The Federal Open Market Committee got a last glimpse into the economy ahead of Wednesday’s policy announcement, and the picture was of slowing growth and decelerating inflation pressures.
Reports showed the housing market struggling, wage increases slowing, consumers growing gloomier, and manufacturing in one region of the country faltering. Taken together, Wednesday’s data points to “sluggish growth, cooling wage pressure and a still soggy, but not collapsing, housing market,” Robert Kavcic, senior economist at BMO Capital Markets, said in a commentary.
In addition to the reports on the state of the U.S. economy, the International Monetary Fund showed an improved outlook for global inflation.

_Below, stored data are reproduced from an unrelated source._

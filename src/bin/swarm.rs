use anyhow::Result;
use clap::Parser;
use swarm::{cli::Swarm, PKG_NAME, PKG_VERSION};

use std::process;

#[tokio::main]
async fn main() {
    match run().await {
        Ok(code) => process::exit(code),
        Err(error) => {
            tracing::debug!(?error);
            eprintln!("error: {:#}", error);
            process::exit(1)
        }
    }
}

async fn run() -> Result<i32> {
    let app = Swarm::parse();
    swarm_log::init(app.log_level);
    tracing::trace!(command_structure = ?app);
    tracing::debug!("{} {}", PKG_NAME, PKG_VERSION);

    let output = app.run().await?;
    output.print()?;
    Ok(output.exit_code())
}
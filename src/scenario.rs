//! What each virtual user does on every iteration

use std::{fs, time::Duration};

use camino::Utf8Path;
use derive_getters::Getters;
use serde::{Deserialize, Serialize};

use crate::{SwarmError, SwarmResult};

/// Pause at the end of every iteration unless the scenario says otherwise
pub const DEFAULT_PAUSE: Duration = Duration::from_secs(1);

/// Fetches every theme. Sent as written, surrounding whitespace included
pub const THEMES_QUERY: &str = r#"
    {
        themes(onlyHighlight: false) {
            title
            icon
            highlight
        }
    }
    "#;

/// Creates a new theme. Sent as written, surrounding whitespace included
pub const ADD_THEME_MUTATION: &str = r#"
    mutation {
        addTheme(title: "New Theme", icon: "icon_url", highlight: true) {
            title
            icon
            highlight
        }
    }
    "#;

/// One named GraphQL document sent per iteration
#[derive(Clone, Debug, PartialEq, Eq, Getters)]
pub struct ScenarioStep {
    name: String,
    query: String,
}

impl ScenarioStep {
    /// Creates a step; `name` is what its status check is reported under
    pub fn new(name: impl Into<String>, query: impl Into<String>) -> ScenarioStep {
        ScenarioStep {
            name: name.into(),
            query: query.into(),
        }
    }
}

/// The ordered steps of one iteration and the pause that ends it
#[derive(Clone, Debug, PartialEq, Eq, Getters)]
pub struct Scenario {
    steps: Vec<ScenarioStep>,
    pause: Duration,
}

impl Default for Scenario {
    /// Queries the themes, adds one, then pauses for a second
    fn default() -> Self {
        Scenario {
            steps: vec![
                ScenarioStep::new("themes", THEMES_QUERY),
                ScenarioStep::new("addTheme", ADD_THEME_MUTATION),
            ],
            pause: DEFAULT_PAUSE,
        }
    }
}

#[derive(Serialize, Deserialize, Debug)]
#[serde(deny_unknown_fields)]
struct ScenarioFile {
    #[serde(skip_serializing_if = "Option::is_none")]
    pause: Option<String>,
    #[serde(rename = "step", default)]
    steps: Vec<StepFile>,
}

#[derive(Serialize, Deserialize, Debug)]
#[serde(deny_unknown_fields)]
struct StepFile {
    name: String,
    query: String,
}

impl Scenario {
    /// Creates a scenario, rejecting ones that could not run
    pub fn new(steps: Vec<ScenarioStep>, pause: Duration) -> SwarmResult<Scenario> {
        if steps.is_empty() {
            return Err(SwarmError::InvalidScenario(
                "a scenario needs at least one step".to_string(),
            ));
        }
        if let Some(step) = steps.iter().find(|step| step.name.trim().is_empty()) {
            return Err(SwarmError::InvalidScenario(format!(
                "every step needs a name, but the step sending {:?} has none",
                step.query.trim()
            )));
        }
        Ok(Scenario { steps, pause })
    }

    /// The same steps with a different pause
    pub fn with_pause(self, pause: Duration) -> Scenario {
        Scenario { pause, ..self }
    }

    /// Parses a scenario from TOML.
    ///
    /// ```toml
    /// pause = "500ms"
    ///
    /// [[step]]
    /// name = "themes"
    /// query = "{ themes(onlyHighlight: false) { title } }"
    /// ```
    ///
    /// `pause` is optional and defaults to one second.
    pub fn from_toml_str(contents: &str) -> SwarmResult<Scenario> {
        let file: ScenarioFile = toml::from_str(contents)?;
        let pause = match file.pause {
            Some(pause) => humantime::parse_duration(&pause).map_err(|err| {
                SwarmError::InvalidScenario(format!("invalid pause '{pause}': {err}"))
            })?,
            None => DEFAULT_PAUSE,
        };
        let steps = file
            .steps
            .into_iter()
            .map(|step| ScenarioStep::new(step.name, step.query))
            .collect();
        Scenario::new(steps, pause)
    }

    /// Reads a scenario from a TOML file
    pub fn from_file(path: &Utf8Path) -> SwarmResult<Scenario> {
        tracing::debug!(%path, "reading scenario");
        let contents = fs::read_to_string(path).map_err(|source| SwarmError::ScenarioRead {
            path: path.to_path_buf(),
            source,
        })?;
        Scenario::from_toml_str(&contents)
    }

    /// Renders the scenario in the format [`Scenario::from_toml_str`] reads
    pub fn to_toml(&self) -> SwarmResult<String> {
        let file = ScenarioFile {
            pause: Some(humantime::format_duration(self.pause).to_string()),
            steps: self
                .steps
                .iter()
                .map(|step| StepFile {
                    name: step.name.clone(),
                    query: step.query.clone(),
                })
                .collect(),
        };
        Ok(toml::to_string(&file)?)
    }
}

#[cfg(test)]
mod tests {
    use std::{io::Write, time::Duration};

    use camino::Utf8Path;
    use indoc::indoc;
    use rstest::rstest;
    use speculoos::prelude::*;

    use super::{Scenario, ScenarioStep, ADD_THEME_MUTATION, DEFAULT_PAUSE, THEMES_QUERY};
    use crate::SwarmError;

    #[test]
    fn default_scenario_queries_then_mutates_then_pauses() {
        let scenario = Scenario::default();
        let names: Vec<_> = scenario.steps().iter().map(|s| s.name().as_str()).collect();
        assert_that!(names).is_equal_to(vec!["themes", "addTheme"]);
        assert_that!(scenario.steps()[0].query().as_str()).is_equal_to(THEMES_QUERY);
        assert_that!(scenario.steps()[1].query().as_str()).is_equal_to(ADD_THEME_MUTATION);
        assert_that!(*scenario.pause()).is_equal_to(Duration::from_secs(1));
    }

    #[test]
    fn literal_documents_keep_their_exact_whitespace() {
        assert_that!(THEMES_QUERY).is_equal_to(concat!(
            "\n",
            "    {\n",
            "        themes(onlyHighlight: false) {\n",
            "            title\n",
            "            icon\n",
            "            highlight\n",
            "        }\n",
            "    }\n",
            "    ",
        ));
        assert_that!(ADD_THEME_MUTATION).is_equal_to(concat!(
            "\n",
            "    mutation {\n",
            "        addTheme(title: \"New Theme\", icon: \"icon_url\", highlight: true) {\n",
            "            title\n",
            "            icon\n",
            "            highlight\n",
            "        }\n",
            "    }\n",
            "    ",
        ));
    }

    #[test]
    fn parses_steps_and_pause() -> anyhow::Result<()> {
        let scenario = Scenario::from_toml_str(indoc! {r#"
            pause = "250ms"

            [[step]]
            name = "themes"
            query = "{ themes(onlyHighlight: true) { title } }"

            [[step]]
            name = "addTheme"
            query = """
            mutation {
              addTheme(title: "x", icon: "y", highlight: false) { title }
            }
            """
        "#})?;

        assert_that!(*scenario.pause()).is_equal_to(Duration::from_millis(250));
        assert_that!(scenario.steps().len()).is_equal_to(2);
        assert_that!(scenario.steps()[0]).is_equal_to(ScenarioStep::new(
            "themes",
            "{ themes(onlyHighlight: true) { title } }",
        ));
        assert_that!(scenario.steps()[1].query().as_str()).contains("addTheme(title: \"x\"");
        Ok(())
    }

    #[test]
    fn pause_defaults_to_one_second() -> anyhow::Result<()> {
        let scenario = Scenario::from_toml_str(indoc! {r#"
            [[step]]
            name = "ping"
            query = "{ __typename }"
        "#})?;
        assert_that!(*scenario.pause()).is_equal_to(DEFAULT_PAUSE);
        Ok(())
    }

    #[rstest]
    #[case::no_steps("pause = \"1s\"")]
    #[case::blank_name("[[step]]\nname = \"  \"\nquery = \"{ a }\"")]
    #[case::bad_pause("pause = \"soon\"\n[[step]]\nname = \"a\"\nquery = \"{ a }\"")]
    fn rejects_scenarios_that_cannot_run(#[case] contents: &str) {
        assert_that!(Scenario::from_toml_str(contents))
            .is_err()
            .matches(|err| matches!(err, SwarmError::InvalidScenario(_)));
    }

    #[rstest]
    #[case::missing_query("[[step]]\nname = \"a\"")]
    #[case::unknown_field("[[step]]\nname = \"a\"\nquery = \"{ a }\"\nvariables = 1")]
    #[case::not_toml("[[step")]
    fn rejects_malformed_files(#[case] contents: &str) {
        assert_that!(Scenario::from_toml_str(contents))
            .is_err()
            .matches(|err| matches!(err, SwarmError::ScenarioParse(_)));
    }

    #[test]
    fn rendered_default_reads_back_the_same() -> anyhow::Result<()> {
        let rendered = Scenario::default().to_toml()?;
        assert_that!(rendered.as_str()).contains("[[step]]");
        assert_that!(Scenario::from_toml_str(&rendered)?).is_equal_to(Scenario::default());
        Ok(())
    }

    #[test]
    fn reads_from_a_file() -> anyhow::Result<()> {
        let mut file = tempfile::NamedTempFile::new()?;
        writeln!(file, "pause = \"2s\"\n[[step]]\nname = \"ping\"\nquery = \"{{ __typename }}\"")?;
        let path = Utf8Path::from_path(file.path()).unwrap();

        let scenario = Scenario::from_file(path)?;
        assert_that!(*scenario.pause()).is_equal_to(Duration::from_secs(2));
        assert_that!(scenario.steps()[0].query().as_str()).is_equal_to("{ __typename }");
        Ok(())
    }

    #[test]
    fn missing_files_say_where_they_were_looked_for() {
        let result = Scenario::from_file(Utf8Path::new("/definitely/not/here.toml"));
        assert_that!(result).is_err().matches(|err| {
            matches!(err, SwarmError::ScenarioRead { path, .. } if path.as_str() == "/definitely/not/here.toml")
        });
    }

    #[test]
    fn overriding_the_pause_keeps_the_steps() {
        let scenario = Scenario::default().with_pause(Duration::ZERO);
        assert_that!(*scenario.pause()).is_equal_to(Duration::ZERO);
        assert_that!(scenario.steps().len()).is_equal_to(2);
    }
}
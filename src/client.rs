//! The GraphQL client every virtual user drives

use std::time::Instant;

use derive_getters::Getters;
use http::{header, HeaderMap, HeaderValue};
use swarm_graphql::{graphql_errors, GraphQLLayer, GraphQLRequest, GraphQLServiceError};
use swarm_http::{
    body::body_to_bytes, describe_status, extend_headers::ExtendHeadersLayer, HttpResponse,
    HttpService,
};
use tower::{util::BoxCloneService, Service, ServiceBuilder, ServiceExt};
use url::Url;

use crate::check::{check_name, status_passes, Checks};
use crate::SwarmResult;

/// Endpoint targeted when none is given
pub const DEFAULT_ENDPOINT: &str = "https://localhost";

const JSON_CONTENT_TYPE: &str = "application/json";

/// Where queries go and the headers they carry.
///
/// Fixed at construction; there is no way to change it afterwards.
#[derive(Clone, Debug, PartialEq, Getters)]
pub struct EndpointConfig {
    url: Url,
    headers: HeaderMap,
}

impl EndpointConfig {
    /// Targets `url` with JSON `Content-Type` and `Accept` headers
    pub fn new(url: Url) -> EndpointConfig {
        let mut headers = HeaderMap::new();
        headers.insert(
            header::CONTENT_TYPE,
            HeaderValue::from_static(JSON_CONTENT_TYPE),
        );
        headers.insert(header::ACCEPT, HeaderValue::from_static(JSON_CONTENT_TYPE));
        EndpointConfig { url, headers }
    }
}

type GraphQLClientService = BoxCloneService<GraphQLRequest, HttpResponse, GraphQLServiceError>;

/// Sends GraphQL documents to one endpoint and checks the response status
#[derive(Clone, Debug)]
pub struct LoadTestClient {
    config: EndpointConfig,
    service: GraphQLClientService,
}

impl LoadTestClient {
    /// Builds a client for `url` on top of an [`HttpService`]
    pub fn new(url: Url, http_service: HttpService) -> LoadTestClient {
        let config = EndpointConfig::new(url);
        let service = ServiceBuilder::new()
            .layer(GraphQLLayer::new(config.url().clone()))
            .layer(ExtendHeadersLayer::new(config.headers().clone()))
            .service(http_service)
            .boxed_clone();
        LoadTestClient { config, service }
    }

    /// The endpoint configuration this client was built with
    pub const fn config(&self) -> &EndpointConfig {
        &self.config
    }

    /// POSTs `{"query": <query>}` to the endpoint and returns the raw response.
    ///
    /// There is no retry. Failing to get any response at all is an error;
    /// any status code is a response.
    pub async fn send_query(&mut self, query: &str) -> SwarmResult<HttpResponse> {
        let started = Instant::now();
        let response = self
            .service
            .ready()
            .await?
            .call(GraphQLRequest::new(query))
            .await?;
        tracing::trace!(
            status = %describe_status(response.status()),
            elapsed = ?started.elapsed(),
            "received response"
        );
        Ok(response)
    }

    /// Sends `query` and records the check `"<name> status was 200"` in `checks`.
    ///
    /// A non-200 status only fails the check. Transport errors are returned
    /// and leave the check unrecorded.
    pub async fn test_query(
        &mut self,
        name: &str,
        query: &str,
        checks: &Checks,
    ) -> SwarmResult<()> {
        let response = self.send_query(query).await?;
        let status = response.status();
        let passed = status_passes(status);
        checks.record(&check_name(name), passed);
        if !passed {
            tracing::debug!(query = name, status = %describe_status(status), "status check failed");
        }

        if tracing::enabled!(tracing::Level::DEBUG) {
            let mut body = response.into_body();
            let Ok(bytes) = body_to_bytes(&mut body).await;
            for error in graphql_errors(&bytes) {
                tracing::debug!(query = name, error = %error.message, "GraphQL error in response");
            }
        }
        Ok(())
    }
}
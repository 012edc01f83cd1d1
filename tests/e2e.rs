use std::{
    io::Write,
    time::{Duration, Instant},
};

use assert_cmd::Command;
use httpmock::{Method::POST, MockServer};
use predicates::prelude::*;
use serde_json::Value;
use swarm::PKG_VERSION;

fn swarm() -> Command {
    Command::cargo_bin("swarm").unwrap()
}

fn run_against(endpoint: &str) -> Command {
    let mut cmd = swarm();
    cmd.args([
        "run",
        "--endpoint",
        endpoint,
        "--vus",
        "2",
        "--duration",
        "1s",
        "--pause",
        "50ms",
        "--format",
        "json",
    ]);
    cmd
}

fn summary(stdout: &[u8]) -> Value {
    serde_json::from_slice(stdout).expect("summary is JSON")
}

#[test]
fn it_prints_its_version() {
    swarm()
        .arg("--version")
        .assert()
        .success()
        .stdout(predicate::str::contains(PKG_VERSION));
}

#[test]
fn it_prints_the_default_scenario() {
    swarm()
        .arg("scenario")
        .assert()
        .success()
        .stdout(
            predicate::str::contains("[[step]]")
                .and(predicate::str::contains(r#"name = "themes""#))
                .and(predicate::str::contains(r#"name = "addTheme""#))
                .and(predicate::str::contains(r#"pause = "1s""#)),
        );
}

#[test]
fn a_healthy_endpoint_passes_every_check() {
    let server = MockServer::start();
    let mock = server.mock(|when, then| {
        when.method(POST)
            .header("content-type", "application/json")
            .header("accept", "application/json");
        then.status(200).body(r#"{"data":{}}"#);
    });

    let output = run_against(&server.base_url()).assert().success();
    let summary = summary(&output.get_output().stdout);

    assert!(mock.calls() > 0);
    assert_eq!(summary["vus"], 2);
    assert_eq!(summary["transport_errors"], 0);
    assert!(summary["iterations"].as_u64().unwrap() > 0);
    let checks = summary["checks"].as_array().unwrap();
    let names: Vec<_> = checks.iter().map(|check| check["name"].clone()).collect();
    assert_eq!(names, vec!["themes status was 200", "addTheme status was 200"]);
    assert!(checks.iter().all(|check| check["fails"] == 0));
}

#[test]
fn a_failing_mutation_fails_its_check_and_the_run() {
    let server = MockServer::start();
    server.mock(|when, then| {
        when.method(POST).body_includes("addTheme");
        then.status(500).body("boom");
    });
    server.mock(|when, then| {
        when.method(POST).body_includes("themes(onlyHighlight");
        then.status(200).body(r#"{"data":{"themes":[]}}"#);
    });

    let output = run_against(&server.base_url()).assert().code(1);
    let summary = summary(&output.get_output().stdout);

    let checks = summary["checks"].as_array().unwrap();
    let add_theme = checks
        .iter()
        .find(|check| check["name"] == "addTheme status was 200")
        .unwrap();
    assert_eq!(add_theme["passes"], 0);
    assert!(add_theme["fails"].as_u64().unwrap() > 0);
    let themes = checks
        .iter()
        .find(|check| check["name"] == "themes status was 200")
        .unwrap();
    assert_eq!(themes["fails"], 0);
    // failed checks do not stop iterations from completing
    assert!(summary["iterations"].as_u64().unwrap() > 0);
}

#[test]
fn an_unreachable_endpoint_fails_every_check() {
    let output = run_against("http://127.0.0.1:9/").assert().code(1);
    let summary = summary(&output.get_output().stdout);

    let transport_errors = summary["transport_errors"].as_u64().unwrap();
    assert!(transport_errors > 0);
    assert_eq!(summary["requests"], transport_errors);
    assert_eq!(summary["responses"], 0);
    let checks = summary["checks"].as_array().unwrap();
    let names: Vec<_> = checks.iter().map(|check| check["name"].clone()).collect();
    assert_eq!(names, vec!["themes status was 200", "addTheme status was 200"]);
    assert!(checks
        .iter()
        .all(|check| check["passes"] == 0 && check["fails"].as_u64().unwrap() > 0));
}

#[test]
fn a_hung_endpoint_cannot_stretch_the_run_past_its_graceful_stop() {
    let server = MockServer::start();
    server.mock(|when, then| {
        when.method(POST);
        then.status(200).delay(Duration::from_secs(30));
    });

    let endpoint = server.base_url();
    let started = Instant::now();
    let output = swarm()
        .args([
            "run",
            "--endpoint",
            endpoint.as_str(),
            "--vus",
            "2",
            "--duration",
            "500ms",
            "--graceful-stop",
            "500ms",
            "--format",
            "json",
        ])
        .timeout(Duration::from_secs(20))
        .assert()
        .success();
    let summary = summary(&output.get_output().stdout);

    assert!(started.elapsed() < Duration::from_secs(10));
    assert_eq!(summary["iterations"], 0);
    assert_eq!(summary["interrupted_iterations"], 2);
    assert_eq!(summary["responses"], 0);
}

#[test]
fn it_runs_a_scenario_file() {
    let server = MockServer::start();
    let mock = server.mock(|when, then| {
        when.method(POST)
            .json_body(serde_json::json!({ "query": "{ __typename }" }));
        then.status(200).body(r#"{"data":{"__typename":"Query"}}"#);
    });
    let mut file = tempfile::NamedTempFile::new().unwrap();
    writeln!(file, "[[step]]\nname = \"ping\"\nquery = \"{{ __typename }}\"").unwrap();

    let output = run_against(&server.base_url())
        .arg("--scenario")
        .arg(file.path())
        .assert()
        .success();
    let summary = summary(&output.get_output().stdout);

    assert!(mock.calls() > 0);
    assert_eq!(summary["checks"][0]["name"], "ping status was 200");
}

#[test]
fn it_rejects_an_empty_scenario_file() {
    let mut file = tempfile::NamedTempFile::new().unwrap();
    writeln!(file, "pause = \"1s\"").unwrap();

    swarm()
        .arg("run")
        .arg("--scenario")
        .arg(file.path())
        .assert()
        .failure()
        .stderr(predicate::str::contains("Invalid scenario"));
}

#[test]
fn it_rejects_zero_virtual_users() {
    swarm()
        .args(["run", "--vus", "0"])
        .assert()
        .failure()
        .stderr(predicate::str::contains("--vus"));
}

However, these factors weren't enough to shift most Federal Reserve watchers' expectations for a 25-basis-point rate hike on Wednesday. The mounting evidence of an economic slowdown could have a greater impact on the future path of Fed policy, although experts disagree on how much and how soon Fed officials will be swayed.
Slower wage growth, in particular, could encourage the central bank to back off of rate hikes sooner rather than later, said Ian Shepherdson, chief economist at Pantheon Macroeconomics, in a commentary.
“The message now is clear: The Fed should not tighten further,” he said. “We are raising the chance of no hike in March to 70% from 60%.”
That would be a departure from what the Fed has signaled it will do. At the December meeting, Federal Open Market Committee members forecast that interest rate hikes would only halt after two more 25-point increases after February, which would bring the rate to the 5%-5.25% range.
The Fed is likely to stick to its plans to continue hiking rates at its next few meetings despite the sagging economic indicators, Joe Davis, Vanguard Group’s global chief economist, said in a commentary.
“The Fed are battling market, household, and business expectations and if they were to come up short of their stated terminal rate, it may negatively impact their credibility and ability to respond effectively if inflationary pressure reemerges,” he wrote.
S&P CoreLogic Case-Shiller Home Price Index
The measure of nationwide home prices fell for a fifth month in November. The 0.3% drop in the index highlights the toll that the Fed’s rate hikes and the consequent spike in mortgage rates have taken on the housing market. Year-over-year price appreciation fell to 7.7% from 9.2%. Prices have now fallen 3.6% since peaking in mid-2022.
"Higher mortgage rates and rock-bottom housing affordability are crushing the U.S. housing market,” Matthew Walsh, an economist at Moody’s Analytics, said in a commentary.
Falling home prices could have a big impact on overall inflation and the Fed’s response to it later this year, said James Knightley, chief international economist at ING, in a commentary.
“In an environment of recession and on-target inflation, we expect the Federal Reserve to be cutting interest rates aggressively from later this year,” he said.
Employment Cost Index
Employment costs for private employers, including wages and benefits, rose 1% in the fourth quarter of 2022, the Bureau of Labor Statistics reported. That was the slowest pace since early 2021, and less than economists expected.
Wages and salaries are now up 5.1% over the year—a slowdown from their peak of 5.7% in the second quarter of 2022. While rapidly increasing wages benefit workers’ budgets, the Fed wants to see those raises diminish for fear of a “wage-price spiral” feedback loop between prices and salaries. Fed Chair Jerome Powell has voiced concerns on several occasions that a spiral like that would stoke out-of-control inflation.
The new wage data should reassure Powell and other decision-makers that the threat of such a scenario is “no longer realistic,” Shepherdson, the Pantheon economist, said in a commentary.
Consumers grew more pessimistic about the future prospects for their own finances and the broader economy in January, defying economists' expectations that the outlook to improve.
That’s according to the Conference Board’s Consumer Confidence Index, which ticked down 1.7%, showing people are bracing for bad economic times on the horizon. The part of the index measuring future expectations dipped to a level that’s historically been associated with approaching recessions, the board said.
Consumer confidence is an important indicator because it is thought to influence people’s decisions on spending—and consumer spending is the engine that drives much of the country's economic growth.
Despite gathering fears of an impending recession, the survey showed consumers still have a rosy assessment of the job market—a factor that will work in favor of the Fed staying the course on its rate hike plans, Katherine Judge, director of economics at CIBC Capital Markets, said in a commentary.
Chicago Business Barometer
The measure of manufacturing activity in the Chicago area, considered a leading indicator of the direction of the U.S. economy, fell to 44.3 in January—the fifth month in a row the index has stayed below 50, which signals that business is shrinking. The index is based on a survey of purchasing professionals in the manufacturing industry.